(Stored data)

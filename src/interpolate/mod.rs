//! Template interpolation.
//!
//! Two placeholder grammars are supported, selected by the parameters'
//! shape: positional `{{0}}`, `{{1}}`, … against an ordered sequence, and
//! named `${name}` / `{{name}}` against a mapping. Placeholders that do
//! not match the parameters' shape are left verbatim, and a placeholder
//! whose value is absent is restored as its original text, never an
//! empty string, so re-interpolating the output with the same
//! parameters changes nothing.
//!
//! Two interchangeable strategies must agree for well-formed input:
//! [`segmented`] (strategy A) reconstructs the template from literal
//! segments and resolved values in one pass, and [`direct`] (strategy B)
//! runs independent replacement passes. The
//! [`InterpolationMethod::Auto`] policy tries strategy A and falls back
//! to strategy B when the template is malformed.

mod direct;
mod params;
mod segmented;

pub use params::{
    Context,
    ParamValue,
    Params,
    Value,
};

use thiserror::Error;

use crate::config::InterpolationMethod;

/// Interpolation failure.
///
/// Only strategy A is fallible, and only for malformed templates;
/// unresolved placeholders never error.
#[derive(Error, Debug, Clone, Copy, PartialEq, Eq)]
pub enum InterpolateError {
    /// A placeholder opener with no matching terminator.
    #[error("unterminated placeholder starting at byte {offset}")]
    UnterminatedPlaceholder {
        /// Byte offset of the opener in the template.
        offset: usize,
    },
}

/// Substitutes `params` into `template` under the given strategy policy.
///
/// Computed values are invoked with `context` at substitution time.
///
/// # Errors
/// [`InterpolateError`] under [`InterpolationMethod::StrategyA`] when the
/// template is malformed. `StrategyB` and `Auto` never fail.
pub fn interpolate(
    template: &str,
    params: &Params,
    context: &Context,
    method: InterpolationMethod,
) -> Result<String, InterpolateError> {
    match method {
        InterpolationMethod::StrategyA => segmented::interpolate(template, params, context),
        InterpolationMethod::StrategyB => Ok(direct::interpolate(template, params, context)),
        InterpolationMethod::Auto => {
            segmented::interpolate(template, params, context).or_else(|err| {
                tracing::warn!(
                    %err,
                    template,
                    "Segmented interpolation failed, falling back to direct substitution"
                );
                Ok(direct::interpolate(template, params, context))
            })
        }
    }
}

(The problem) Copy out each line of the data in which the word "InterpolateError" appears.

(Exercise output)
pub enum InterpolateError {
/// [`InterpolateError`] under [`InterpolationMethod::StrategyA`] when the
) -> Result<String, InterpolateError> {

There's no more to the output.